Stored data ::
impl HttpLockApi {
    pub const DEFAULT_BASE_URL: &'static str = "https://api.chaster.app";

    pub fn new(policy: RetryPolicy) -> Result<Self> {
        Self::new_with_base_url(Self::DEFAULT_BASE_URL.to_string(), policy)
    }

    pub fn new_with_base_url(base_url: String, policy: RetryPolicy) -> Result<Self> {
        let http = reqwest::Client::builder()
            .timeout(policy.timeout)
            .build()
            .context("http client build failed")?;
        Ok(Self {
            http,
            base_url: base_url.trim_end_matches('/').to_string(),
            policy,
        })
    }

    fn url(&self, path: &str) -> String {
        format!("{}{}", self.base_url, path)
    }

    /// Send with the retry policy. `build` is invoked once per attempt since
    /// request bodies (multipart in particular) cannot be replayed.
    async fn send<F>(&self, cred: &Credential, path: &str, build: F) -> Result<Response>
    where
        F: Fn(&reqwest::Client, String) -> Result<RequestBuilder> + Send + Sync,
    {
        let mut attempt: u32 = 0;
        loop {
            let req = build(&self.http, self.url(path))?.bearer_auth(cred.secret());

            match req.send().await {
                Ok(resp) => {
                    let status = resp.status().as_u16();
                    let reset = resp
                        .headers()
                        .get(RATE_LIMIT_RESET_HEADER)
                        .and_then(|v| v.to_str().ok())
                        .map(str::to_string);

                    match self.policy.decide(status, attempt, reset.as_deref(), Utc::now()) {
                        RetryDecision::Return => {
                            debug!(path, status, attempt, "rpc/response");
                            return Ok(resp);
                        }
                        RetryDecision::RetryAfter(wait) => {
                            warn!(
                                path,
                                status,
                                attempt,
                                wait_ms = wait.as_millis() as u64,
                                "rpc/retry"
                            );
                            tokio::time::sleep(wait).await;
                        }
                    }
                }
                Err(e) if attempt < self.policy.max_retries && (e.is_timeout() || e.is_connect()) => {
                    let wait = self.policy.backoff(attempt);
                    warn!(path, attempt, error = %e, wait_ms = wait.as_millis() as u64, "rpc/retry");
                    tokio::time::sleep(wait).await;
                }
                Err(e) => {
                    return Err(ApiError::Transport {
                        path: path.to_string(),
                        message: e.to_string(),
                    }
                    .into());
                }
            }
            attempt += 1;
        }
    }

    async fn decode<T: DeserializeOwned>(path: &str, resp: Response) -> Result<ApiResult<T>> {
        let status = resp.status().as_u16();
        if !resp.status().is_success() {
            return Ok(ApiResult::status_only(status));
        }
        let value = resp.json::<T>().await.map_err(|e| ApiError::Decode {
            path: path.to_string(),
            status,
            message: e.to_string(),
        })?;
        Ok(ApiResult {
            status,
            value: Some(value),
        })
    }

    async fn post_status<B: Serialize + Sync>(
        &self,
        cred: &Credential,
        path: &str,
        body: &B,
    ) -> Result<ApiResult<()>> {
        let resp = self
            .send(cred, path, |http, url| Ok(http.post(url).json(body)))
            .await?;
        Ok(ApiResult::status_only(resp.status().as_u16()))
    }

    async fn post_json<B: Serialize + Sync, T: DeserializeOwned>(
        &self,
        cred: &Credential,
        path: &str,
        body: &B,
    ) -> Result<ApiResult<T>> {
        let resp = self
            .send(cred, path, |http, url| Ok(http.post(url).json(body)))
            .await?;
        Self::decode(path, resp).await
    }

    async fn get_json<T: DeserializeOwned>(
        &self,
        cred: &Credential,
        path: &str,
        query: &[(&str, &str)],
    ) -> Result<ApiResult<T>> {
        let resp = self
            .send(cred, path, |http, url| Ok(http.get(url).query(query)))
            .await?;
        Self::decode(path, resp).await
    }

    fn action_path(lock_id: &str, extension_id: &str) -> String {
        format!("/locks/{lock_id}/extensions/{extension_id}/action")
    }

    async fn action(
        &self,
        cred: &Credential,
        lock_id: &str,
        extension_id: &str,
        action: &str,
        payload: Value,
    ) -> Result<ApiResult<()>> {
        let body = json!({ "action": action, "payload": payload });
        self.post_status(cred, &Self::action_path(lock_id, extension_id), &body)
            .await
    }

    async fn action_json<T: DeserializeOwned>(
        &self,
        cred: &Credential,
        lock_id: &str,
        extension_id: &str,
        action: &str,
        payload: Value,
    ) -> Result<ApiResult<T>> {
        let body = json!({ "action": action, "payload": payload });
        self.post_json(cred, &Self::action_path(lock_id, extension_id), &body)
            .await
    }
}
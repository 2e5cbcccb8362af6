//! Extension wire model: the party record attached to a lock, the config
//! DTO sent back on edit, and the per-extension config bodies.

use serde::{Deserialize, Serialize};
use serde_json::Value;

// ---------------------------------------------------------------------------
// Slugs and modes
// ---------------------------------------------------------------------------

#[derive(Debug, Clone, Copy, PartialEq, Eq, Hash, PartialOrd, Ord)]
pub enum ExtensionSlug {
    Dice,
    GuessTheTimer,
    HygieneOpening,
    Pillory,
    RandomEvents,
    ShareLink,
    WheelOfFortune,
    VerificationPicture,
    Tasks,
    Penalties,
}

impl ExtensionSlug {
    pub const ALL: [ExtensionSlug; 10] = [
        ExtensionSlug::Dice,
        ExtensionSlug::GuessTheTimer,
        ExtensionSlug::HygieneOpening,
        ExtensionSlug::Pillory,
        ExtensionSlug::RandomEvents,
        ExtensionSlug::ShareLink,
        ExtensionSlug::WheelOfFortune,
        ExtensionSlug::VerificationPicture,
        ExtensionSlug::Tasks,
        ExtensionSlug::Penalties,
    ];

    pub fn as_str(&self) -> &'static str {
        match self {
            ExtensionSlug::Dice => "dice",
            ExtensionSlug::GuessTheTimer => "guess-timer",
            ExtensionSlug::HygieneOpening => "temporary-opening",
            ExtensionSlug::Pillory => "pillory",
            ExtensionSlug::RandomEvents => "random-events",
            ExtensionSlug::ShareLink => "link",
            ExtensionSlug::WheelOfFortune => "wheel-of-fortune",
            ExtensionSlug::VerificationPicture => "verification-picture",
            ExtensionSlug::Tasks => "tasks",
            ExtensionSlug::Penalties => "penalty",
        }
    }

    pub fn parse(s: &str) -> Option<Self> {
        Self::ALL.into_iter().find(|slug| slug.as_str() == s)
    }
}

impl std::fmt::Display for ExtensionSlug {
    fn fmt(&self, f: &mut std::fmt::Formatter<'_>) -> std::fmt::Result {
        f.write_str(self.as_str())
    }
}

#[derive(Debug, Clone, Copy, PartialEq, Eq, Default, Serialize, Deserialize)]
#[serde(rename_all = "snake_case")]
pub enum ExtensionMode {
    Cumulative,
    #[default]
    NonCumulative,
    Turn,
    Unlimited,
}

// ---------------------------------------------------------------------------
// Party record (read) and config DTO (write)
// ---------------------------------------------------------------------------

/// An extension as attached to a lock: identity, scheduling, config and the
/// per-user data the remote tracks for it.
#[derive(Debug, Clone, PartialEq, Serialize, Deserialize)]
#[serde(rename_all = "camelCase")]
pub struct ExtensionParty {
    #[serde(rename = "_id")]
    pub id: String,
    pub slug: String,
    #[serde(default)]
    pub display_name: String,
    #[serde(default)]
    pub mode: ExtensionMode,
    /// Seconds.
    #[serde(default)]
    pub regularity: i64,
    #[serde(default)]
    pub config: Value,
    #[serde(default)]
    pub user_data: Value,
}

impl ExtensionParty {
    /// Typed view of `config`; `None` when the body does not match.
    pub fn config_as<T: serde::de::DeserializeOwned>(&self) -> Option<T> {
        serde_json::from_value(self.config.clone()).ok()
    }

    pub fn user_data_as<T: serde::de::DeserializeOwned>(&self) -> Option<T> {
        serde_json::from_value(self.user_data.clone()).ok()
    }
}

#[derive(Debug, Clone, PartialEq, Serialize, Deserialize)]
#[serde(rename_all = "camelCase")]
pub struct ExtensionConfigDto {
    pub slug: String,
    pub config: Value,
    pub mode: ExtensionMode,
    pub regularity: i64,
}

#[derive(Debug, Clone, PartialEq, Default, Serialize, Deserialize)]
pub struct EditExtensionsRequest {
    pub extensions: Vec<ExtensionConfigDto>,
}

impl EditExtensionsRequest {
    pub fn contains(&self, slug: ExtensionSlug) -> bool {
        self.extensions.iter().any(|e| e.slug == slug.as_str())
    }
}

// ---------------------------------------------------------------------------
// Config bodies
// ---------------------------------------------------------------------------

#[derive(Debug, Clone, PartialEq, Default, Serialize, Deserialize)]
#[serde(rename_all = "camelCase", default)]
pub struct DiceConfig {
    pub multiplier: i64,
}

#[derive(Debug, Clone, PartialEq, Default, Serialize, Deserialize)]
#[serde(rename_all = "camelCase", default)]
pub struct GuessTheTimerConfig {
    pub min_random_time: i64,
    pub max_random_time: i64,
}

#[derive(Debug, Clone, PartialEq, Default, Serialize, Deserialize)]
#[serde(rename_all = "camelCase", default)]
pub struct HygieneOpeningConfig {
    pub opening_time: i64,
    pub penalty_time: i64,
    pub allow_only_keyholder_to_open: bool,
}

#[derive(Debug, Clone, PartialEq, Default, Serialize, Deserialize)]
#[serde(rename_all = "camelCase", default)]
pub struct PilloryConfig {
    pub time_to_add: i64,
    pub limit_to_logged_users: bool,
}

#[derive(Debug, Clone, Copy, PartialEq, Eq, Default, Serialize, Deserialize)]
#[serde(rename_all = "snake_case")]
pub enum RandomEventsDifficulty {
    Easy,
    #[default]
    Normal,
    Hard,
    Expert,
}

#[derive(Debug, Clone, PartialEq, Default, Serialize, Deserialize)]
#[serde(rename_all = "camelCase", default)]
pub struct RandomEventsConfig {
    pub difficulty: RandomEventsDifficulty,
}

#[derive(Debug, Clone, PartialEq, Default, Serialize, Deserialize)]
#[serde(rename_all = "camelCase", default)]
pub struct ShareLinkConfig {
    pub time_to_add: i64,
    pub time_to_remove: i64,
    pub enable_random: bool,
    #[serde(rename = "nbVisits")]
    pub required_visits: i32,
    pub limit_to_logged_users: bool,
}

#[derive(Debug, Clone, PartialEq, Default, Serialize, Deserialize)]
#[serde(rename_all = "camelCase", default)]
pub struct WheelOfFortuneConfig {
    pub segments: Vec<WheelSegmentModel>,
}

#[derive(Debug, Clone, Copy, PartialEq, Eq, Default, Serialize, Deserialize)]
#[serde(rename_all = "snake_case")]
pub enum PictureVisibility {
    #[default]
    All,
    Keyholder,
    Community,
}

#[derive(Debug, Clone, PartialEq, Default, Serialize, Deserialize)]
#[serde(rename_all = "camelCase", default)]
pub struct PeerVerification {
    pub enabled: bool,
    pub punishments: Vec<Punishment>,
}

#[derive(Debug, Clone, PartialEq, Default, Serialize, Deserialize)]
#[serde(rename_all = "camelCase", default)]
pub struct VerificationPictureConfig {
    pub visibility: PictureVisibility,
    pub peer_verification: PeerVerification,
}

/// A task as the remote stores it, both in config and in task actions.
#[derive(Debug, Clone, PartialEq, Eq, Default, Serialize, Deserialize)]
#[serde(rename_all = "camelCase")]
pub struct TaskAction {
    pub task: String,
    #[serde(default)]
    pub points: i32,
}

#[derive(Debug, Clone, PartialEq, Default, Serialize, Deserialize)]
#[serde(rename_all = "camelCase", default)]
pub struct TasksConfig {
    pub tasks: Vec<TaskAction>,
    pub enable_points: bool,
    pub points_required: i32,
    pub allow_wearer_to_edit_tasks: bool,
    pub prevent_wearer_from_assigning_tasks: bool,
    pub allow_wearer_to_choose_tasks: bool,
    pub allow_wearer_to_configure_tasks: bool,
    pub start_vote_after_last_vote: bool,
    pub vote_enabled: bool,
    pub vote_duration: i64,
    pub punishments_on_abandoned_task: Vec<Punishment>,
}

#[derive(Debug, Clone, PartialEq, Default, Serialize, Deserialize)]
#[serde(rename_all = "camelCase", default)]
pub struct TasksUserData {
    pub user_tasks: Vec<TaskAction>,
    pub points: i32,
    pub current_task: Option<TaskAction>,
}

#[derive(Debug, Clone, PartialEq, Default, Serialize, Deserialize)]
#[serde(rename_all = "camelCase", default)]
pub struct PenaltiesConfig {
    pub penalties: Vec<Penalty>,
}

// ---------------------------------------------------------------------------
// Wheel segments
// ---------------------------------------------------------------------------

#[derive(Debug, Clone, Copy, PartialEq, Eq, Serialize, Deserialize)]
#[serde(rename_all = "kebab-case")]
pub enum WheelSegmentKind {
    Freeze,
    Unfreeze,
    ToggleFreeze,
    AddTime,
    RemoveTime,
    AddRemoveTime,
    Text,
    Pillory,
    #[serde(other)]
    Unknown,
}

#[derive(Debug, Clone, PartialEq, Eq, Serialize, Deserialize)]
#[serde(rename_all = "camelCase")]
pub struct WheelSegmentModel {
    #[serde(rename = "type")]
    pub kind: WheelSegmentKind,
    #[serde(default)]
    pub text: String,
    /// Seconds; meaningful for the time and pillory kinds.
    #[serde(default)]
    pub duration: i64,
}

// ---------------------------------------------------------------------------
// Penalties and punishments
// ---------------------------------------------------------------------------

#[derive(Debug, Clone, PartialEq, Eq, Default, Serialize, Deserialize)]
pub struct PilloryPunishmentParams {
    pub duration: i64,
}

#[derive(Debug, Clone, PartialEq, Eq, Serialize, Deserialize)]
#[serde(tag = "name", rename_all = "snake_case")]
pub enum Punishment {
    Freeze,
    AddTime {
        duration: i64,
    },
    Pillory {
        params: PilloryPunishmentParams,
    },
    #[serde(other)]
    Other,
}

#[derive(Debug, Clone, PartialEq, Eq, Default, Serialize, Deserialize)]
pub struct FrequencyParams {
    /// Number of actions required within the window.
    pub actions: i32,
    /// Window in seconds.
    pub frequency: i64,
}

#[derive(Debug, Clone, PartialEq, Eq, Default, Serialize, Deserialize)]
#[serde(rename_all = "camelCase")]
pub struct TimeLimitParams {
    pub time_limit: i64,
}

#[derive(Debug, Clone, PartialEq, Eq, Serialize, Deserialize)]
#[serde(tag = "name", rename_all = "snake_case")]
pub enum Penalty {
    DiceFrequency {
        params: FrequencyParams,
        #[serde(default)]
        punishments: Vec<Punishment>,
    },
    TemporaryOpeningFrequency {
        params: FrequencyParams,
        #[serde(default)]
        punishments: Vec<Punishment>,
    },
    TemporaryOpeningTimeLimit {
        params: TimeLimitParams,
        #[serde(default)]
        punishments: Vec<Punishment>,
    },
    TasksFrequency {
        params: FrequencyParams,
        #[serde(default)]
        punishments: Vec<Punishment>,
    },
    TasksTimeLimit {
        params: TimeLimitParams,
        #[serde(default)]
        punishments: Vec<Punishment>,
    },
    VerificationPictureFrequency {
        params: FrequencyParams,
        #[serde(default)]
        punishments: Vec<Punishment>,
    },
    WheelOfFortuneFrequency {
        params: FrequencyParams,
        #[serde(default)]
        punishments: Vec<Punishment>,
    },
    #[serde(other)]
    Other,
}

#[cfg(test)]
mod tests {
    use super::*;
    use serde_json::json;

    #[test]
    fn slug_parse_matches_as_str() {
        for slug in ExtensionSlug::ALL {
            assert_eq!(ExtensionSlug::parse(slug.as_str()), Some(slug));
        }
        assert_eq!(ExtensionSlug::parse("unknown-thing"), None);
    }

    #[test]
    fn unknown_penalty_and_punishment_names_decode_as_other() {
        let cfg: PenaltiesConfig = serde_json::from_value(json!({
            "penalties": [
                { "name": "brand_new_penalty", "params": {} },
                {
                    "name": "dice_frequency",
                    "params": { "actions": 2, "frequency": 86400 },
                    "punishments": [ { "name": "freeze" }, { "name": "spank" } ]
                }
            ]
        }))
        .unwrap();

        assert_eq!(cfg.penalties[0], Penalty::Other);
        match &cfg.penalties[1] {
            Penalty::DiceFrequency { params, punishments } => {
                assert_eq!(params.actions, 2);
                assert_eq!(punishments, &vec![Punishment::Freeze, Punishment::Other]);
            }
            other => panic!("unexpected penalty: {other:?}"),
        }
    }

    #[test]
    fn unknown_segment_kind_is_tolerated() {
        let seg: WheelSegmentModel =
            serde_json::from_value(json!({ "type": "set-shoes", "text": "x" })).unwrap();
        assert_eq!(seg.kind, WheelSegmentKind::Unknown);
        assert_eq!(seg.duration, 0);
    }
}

Description of the task ::
What lines in the entries contain "attempt"? Report each one by copying it.

Your solution ::
    /// Send with the retry policy. `build` is invoked once per attempt since
        let mut attempt: u32 = 0;
                    match self.policy.decide(status, attempt, reset.as_deref(), Utc::now()) {
                            debug!(path, status, attempt, "rpc/response");
                                attempt,
                Err(e) if attempt < self.policy.max_retries && (e.is_timeout() || e.is_connect()) => {
                    let wait = self.policy.backoff(attempt);
                    warn!(path, attempt, error = %e, wait_ms = wait.as_millis() as u64, "rpc/retry");
            attempt += 1;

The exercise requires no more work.